● Work to complete:
Show each line of the records in which the word "missing" occurs.

[Dataset entries]

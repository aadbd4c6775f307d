//! Review version counter.

use core::fmt;

use serde::{Deserialize, Serialize};

/// Monotonic write counter of a review.
///
/// Every review starts at [`Version::INITIAL`] when first saved and moves to
/// [`Version::next`] on each update. The value doubles as the HTTP entity tag.
///
/// ```
/// use review_core::Version;
///
/// let v = Version::INITIAL;
/// assert_eq!(v.next(), Some(Version::new(2)));
/// assert_eq!(v.etag(), "\"1\"");
/// assert_eq!(Version::new(i64::MAX).next(), None);
/// ```
#[derive(
    Debug, Clone, Copy, Default, PartialEq, Eq, Hash, PartialOrd, Ord, Serialize, Deserialize,
)]
#[serde(transparent)]
pub struct Version(i64);

impl Version {
    /// Version assigned to every newly created review.
    pub const INITIAL: Self = Self(1);

    /// Create a version from a raw value.
    #[must_use]
    pub const fn new(value: i64) -> Self {
        Self(value)
    }

    /// Get the underlying value.
    #[must_use]
    pub const fn as_i64(&self) -> i64 {
        self.0
    }

    /// The version that follows this one.
    ///
    /// Returns `None` at `i64::MAX`; a version never wraps backwards.
    #[must_use]
    pub const fn next(self) -> Option<Self> {
        match self.0.checked_add(1) {
            Some(value) => Some(Self(value)),
            None => None,
        }
    }

    /// Strong entity tag for this version: the decimal value in double quotes.
    #[must_use]
    pub fn etag(&self) -> String {
        format!("\"{}\"", self.0)
    }
}

impl fmt::Display for Version {
    fn fmt(&self, f: &mut fmt::Formatter<'_>) -> fmt::Result {
        write!(f, "{}", self.0)
    }
}

impl From<i64> for Version {
    fn from(value: i64) -> Self {
        Self(value)
    }
}

impl From<Version> for i64 {
    fn from(version: Version) -> Self {
        version.0
    }
}

#[cfg(feature = "postgres")]
impl sqlx::Type<sqlx::Postgres> for Version {
    fn type_info() -> sqlx::postgres::PgTypeInfo {
        <i64 as sqlx::Type<sqlx::Postgres>>::type_info()
    }

    fn compatible(ty: &sqlx::postgres::PgTypeInfo) -> bool {
        <i64 as sqlx::Type<sqlx::Postgres>>::compatible(ty)
    }
}

#[cfg(feature = "postgres")]
impl<'r> sqlx::Decode<'r, sqlx::Postgres> for Version {
    fn decode(value: sqlx::postgres::PgValueRef<'r>) -> Result<Self, sqlx::error::BoxDynError> {
        Ok(Self(<i64 as sqlx::Decode<sqlx::Postgres>>::decode(value)?))
    }
}

#[cfg(feature = "postgres")]
impl sqlx::Encode<'_, sqlx::Postgres> for Version {
    fn encode_by_ref(
        &self,
        buf: &mut sqlx::postgres::PgArgumentBuffer,
    ) -> Result<sqlx::encode::IsNull, sqlx::error::BoxDynError> {
        <i64 as sqlx::Encode<sqlx::Postgres>>::encode_by_ref(&self.0, buf)
    }
}
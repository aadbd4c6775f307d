//! Unified error handling with Sentry integration.
//!
//! All route handlers return `Result<T, AppError>`. Server-side failures are
//! captured to Sentry and logged before the response is written; a missing
//! review becomes a bare 404.

use axum::{
    http::StatusCode,
    response::{IntoResponse, Response},
};
use thiserror::Error;

use crate::db::RepositoryError;

/// Application-level error type for the review service.
#[derive(Debug, Error)]
pub enum AppError {
    /// Document store operation failed.
    #[error("Database error: {0}")]
    Database(#[from] RepositoryError),

    /// Resource not found.
    #[error("Not found: {0}")]
    NotFound(String),

    /// Internal server error.
    #[error("Internal error: {0}")]
    Internal(String),
}

impl IntoResponse for AppError {
    fn into_response(self) -> Response {
        match self {
            Self::NotFound(ref what) => {
                tracing::debug!(resource = %what, "Not found");
                StatusCode::NOT_FOUND.into_response()
            }
            Self::Database(_) | Self::Internal(_) => {
                let event_id = sentry::capture_error(&self);
                tracing::error!(
                    error = %self,
                    sentry_event_id = %event_id,
                    "Request error"
                );

                // Don't expose internal error details to clients
                (StatusCode::INTERNAL_SERVER_ERROR, "Internal server error").into_response()
            }
        }
    }
}

/// Result type alias for `AppError`.
pub type Result<T> = std::result::Result<T, AppError>;
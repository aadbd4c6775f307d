//! Review resource handlers.
//!
//! Single-review responses carry two headers:
//!
//! - `ETag` - the review version as a quoted decimal (`"3"`)
//! - `Location` - the canonical path `/review/{id}`, with the id
//!   percent-encoded as a single path segment
//!
//! Collection responses carry neither.

use axum::{
    Json,
    extract::{Path, Query, State},
    http::{HeaderValue, StatusCode, header},
    response::{IntoResponse, Response},
};
use serde::Deserialize;

use review_core::{ProductId, Review, ReviewEntry, ReviewId};

use crate::error::{AppError, Result};
use crate::state::AppState;

/// Query parameters for `GET /reviews`.
#[derive(Debug, Default, Deserialize)]
#[serde(rename_all = "camelCase")]
pub struct ListQuery {
    /// Restrict the listing to the review for this product.
    pub product_id: Option<ProductId>,
}

/// `GET /review/{id}` - fetch one review.
///
/// # Errors
///
/// Returns `AppError::NotFound` if no review has this id.
pub async fn show(State(state): State<AppState>, Path(id): Path<ReviewId>) -> Result<Response> {
    let review = state
        .reviews()
        .find_by_id(&id)
        .await?
        .ok_or_else(|| AppError::NotFound(format!("review {id}")))?;

    review_response(StatusCode::OK, review)
}

/// `GET /reviews[?productId=N]` - list reviews.
///
/// With `productId`, the array holds the product's review or is empty.
///
/// # Errors
///
/// Returns `AppError::Database` if the store fails.
pub async fn index(
    State(state): State<AppState>,
    Query(query): Query<ListQuery>,
) -> Result<Json<Vec<Review>>> {
    let reviews = match query.product_id {
        Some(product_id) => state
            .reviews()
            .find_by_product_id(product_id)
            .await?
            .into_iter()
            .collect(),
        None => state.reviews().find_all().await?,
    };

    Ok(Json(reviews))
}

/// `POST /review` - create a review at version 1.
///
/// # Errors
///
/// Returns `AppError::Database` if the store fails.
pub async fn create(State(state): State<AppState>, Json(review): Json<Review>) -> Result<Response> {
    let saved = state.reviews().save(review).await?;
    review_response(StatusCode::CREATED, saved)
}

/// `POST /review/{productId}/entry` - append an entry to a product's review.
///
/// # Errors
///
/// Returns `AppError::NotFound` if the product has no review.
pub async fn add_entry(
    State(state): State<AppState>,
    Path(product_id): Path<ProductId>,
    Json(entry): Json<ReviewEntry>,
) -> Result<Response> {
    let updated = state
        .reviews()
        .add_entry(product_id, entry)
        .await?
        .ok_or_else(|| AppError::NotFound(format!("review for product {product_id}")))?;

    review_response(StatusCode::OK, updated)
}

/// `DELETE /review/{id}` - remove a review.
///
/// # Errors
///
/// Returns `AppError::NotFound` if the review did not exist before the call.
pub async fn delete(
    State(state): State<AppState>,
    Path(id): Path<ReviewId>,
) -> Result<StatusCode> {
    if state.reviews().find_by_id(&id).await?.is_none() {
        return Err(AppError::NotFound(format!("review {id}")));
    }

    state.reviews().delete(&id).await?;
    Ok(StatusCode::OK)
}

/// Canonical path of a single review.
///
/// The id is percent-encoded, so any stored id yields a valid header that
/// routes back to `GET /review/{id}`.
#[must_use]
pub fn location(id: &ReviewId) -> String {
    format!("/review/{}", urlencoding::encode(id.as_str()))
}

/// JSON body plus `ETag` and `Location` headers.
fn review_response(status: StatusCode, review: Review) -> Result<Response> {
    let id = review
        .id
        .as_ref()
        .ok_or_else(|| AppError::Internal("persisted review has no id".to_string()))?;

    let location = HeaderValue::from_str(&location(id))
        .map_err(|e| AppError::Internal(format!("review id {id} is not a valid header: {e}")))?;
    let etag = HeaderValue::from_str(&review.version.etag())
        .map_err(|e| AppError::Internal(format!("invalid etag: {e}")))?;

    Ok((
        status,
        [(header::ETAG, etag), (header::LOCATION, location)],
        Json(review),
    )
        .into_response())
}
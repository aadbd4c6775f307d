//! Review Service library.
//!
//! Exposes product reviews over HTTP, backed by a document store with a
//! per-review version counter. The binary in `main.rs` wires configuration,
//! logging, and Sentry around [`app`]; tests drive [`app`] directly.
//!
//! # Architecture
//!
//! ```text
//! routes (HTTP mapping, ETag/Location)
//!   -> services::ReviewService (version-on-write rule)
//!     -> db::ReviewStore (PostgreSQL or in-memory)
//! ```

#![cfg_attr(not(test), forbid(unsafe_code))]

pub mod config;
pub mod db;
pub mod error;
pub mod middleware;
pub mod routes;
pub mod services;
pub mod state;

use std::sync::Arc;

use axum::Router;

use config::StoreBackend;
use db::{InMemoryReviewStore, PgReviewStore, ReviewStore};
use state::AppState;

/// Build the application router with tracing and request ID middleware.
#[must_use]
pub fn app(state: AppState) -> Router {
    routes::routes()
        .layer(axum::middleware::from_fn(
            middleware::request_id_middleware,
        ))
        .layer(middleware::http_trace_layer())
        .with_state(state)
}

/// Open the document store selected by configuration.
///
/// # Errors
///
/// Returns `sqlx::Error` if the `PostgreSQL` pool cannot be created.
pub async fn open_store(backend: &StoreBackend) -> Result<Arc<dyn ReviewStore>, sqlx::Error> {
    match backend {
        StoreBackend::Postgres { database_url } => {
            let pool = db::create_pool(database_url).await?;
            tracing::info!("Database pool created");
            Ok(Arc::new(PgReviewStore::new(pool)))
        }
        StoreBackend::Memory => {
            tracing::warn!("Using in-memory review store; data is lost on restart");
            Ok(Arc::new(InMemoryReviewStore::new()))
        }
    }
}
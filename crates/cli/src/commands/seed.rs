//! Seed the database with a review.
//!
//! Goes through `ReviewService::save`, so the review starts at version 1 just
//! as if it had been posted to `POST /review`.

use std::sync::Arc;

use chrono::{DateTime, Utc};
use tracing::info;

use review_core::{ProductId, Review, ReviewEntry};
use review_service::db::{self, PgReviewStore};
use review_service::services::ReviewService;

/// Create a review for `product_id` holding one entry dated now.
///
/// # Errors
///
/// Returns an error if the database URL is missing or the store fails.
pub async fn create_review(
    product_id: i32,
    username: &str,
    text: &str,
) -> Result<(), Box<dyn std::error::Error>> {
    let database_url = super::database_url().ok_or("REVIEW_DATABASE_URL not set")?;

    let pool = db::create_pool(&database_url).await?;
    info!("Connected to database");

    let service = ReviewService::new(Arc::new(PgReviewStore::new(pool)));

    let product_id = ProductId::new(product_id);
    if let Some(existing) = service.find_by_product_id(product_id).await? {
        tracing::warn!(
            product_id = %product_id,
            review_id = ?existing.id,
            "Product already has a review; the new one will not be returned by product lookups"
        );
    }

    let saved = service
        .save(first_review(product_id, username, text, Utc::now()))
        .await?;
    info!(
        review_id = ?saved.id,
        product_id = %saved.product_id,
        version = %saved.version,
        "Review created"
    );

    Ok(())
}

/// A new, unsaved review holding a single entry.
fn first_review(product_id: ProductId, username: &str, text: &str, date: DateTime<Utc>) -> Review {
    let mut review = Review::new(product_id);
    review.append_entry(ReviewEntry::new(username, date, text));
    review
}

● Finished exercise:
//! captured to Sentry and logged before the response is written; a missing
/// Returns an error if the database URL is missing or the store fails.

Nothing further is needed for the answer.